Trois secteurs se détachent : la construction, le commerce de détail hors véhicules et l’industrie (énergie, agroalimentaire, manufacturier). Ensemble, ils produisent la moitié de la valeur ajoutée du secteur formel. Côté juridique, 4. 870 unités (94 %) sont indépendantes et créent un peu plus de la moitié de la richesse, tandis que les 300 autres, intégrées à des groupes locaux ou métropolitains, génèrent l’autre moitié.
Une croissance solide, mais des marges en léger recul

Entre 2022 et 2023, le chiffre d’affaires des unités légales marchandes non agricoles et non financières grimpe de 11 % et la valeur ajoutée de 10 %, confirmant la dynamique observée l’an dernier. La construction tire le plus fort bénéfice (+33 %), suivie du commerce de gros (+23 %) et de l’information‑communication (+21 %). À l’inverse, les transports et l’entreposage reculent légèrement (-5 %).
Le taux de marge moyen des entreprises employeuses atteint 37 %, mais cache de grandes disparités : 23 % pour les services aux entreprises, 62 % pour les activités immobilières.
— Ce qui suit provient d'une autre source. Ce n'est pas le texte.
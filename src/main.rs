use clap::Parser;
use tracing_subscriber::EnvFilter;

use crate::util::ResLog;

mod cheapshark;
mod cli;
mod config;
mod library;
mod models;
mod runner;
mod selector;
mod steam;
mod stores;
mod util;

type Error = anyhow::Error;
type Result<T> = std::result::Result<T, Error>;
type StdResult<T, E> = std::result::Result<T, E>;

#[tokio::main]
async fn main() -> Result<()> {
    let filter = EnvFilter::try_from_default_env().or_else(|_| EnvFilter::try_new("info,reqwest=warn"))?;
    tracing_subscriber::fmt()
        .with_env_filter(filter)
        .with_writer(std::io::stderr)
        .init();
    dotenvy::dotenv().twarn().ok();

    let cli = cli::Cli::parse();
    runner::run(cli).await?;

    Ok(())
}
En pratique, un taux de marge élevé ne signifie pas toujours une rentabilité économique spectaculaire, surtout dans les secteurs à forte intensité de capital. Les salaires et cotisations sociales absorbent 60 % de la valeur ajoutée, tandis que les impôts ne pèsent que 0,3 %. L’excédent brut d’exploitation, la part de richesse conservée pour rémunérer le capital et investir, culmine à près de 40 %.
Tendances et perspectives : où va l’économie mahoraise ?
Ainsi, si 2023 confirme la vitalité du secteur formel, tous les secteurs ne progressent pas à la même vitesse. La construction reste le moteur de l’économie locale, tandis que le commerce de gros et l’information‑communication affichent également une forte dynamique. En revanche, certains secteurs comme les transports et l’entreposage connaissent des reculs ponctuels, rappelant que l’île n’évolue pas sur un rythme uniforme.
La baisse générale des marges, même légère, invite à la prudence. Certaines filières, notamment les services aux particuliers ou le transport, voient leur rendement net diminuer, alors que la construction et l’information‑communication parviennent à maintenir ou augmenter leur marge. Cette divergence souligne que la croissance n’est pas synonyme de rentabilité homogène et que chaque secteur doit gérer ses spécificités pour rester compétitif.
L’économie mahoraise reste ainsi une mosaïque contrastée : un tissu dense d’entreprises très petites, souvent sans salarié, coexiste avec des structures intermédiaires capables de porter l’emploi et de générer la majorité de la valeur ajoutée. Ces « poids moyens » constituent le véritable moteur de l’île, et leur capacité à investir, innover et absorber la main-d’œuvre sera déterminante pour les années à venir. La trajectoire économique de Mayotte dépendra donc autant de leur résilience que de l’environnement global, entre marges fluctuantes et contraintes propres à une île en développement.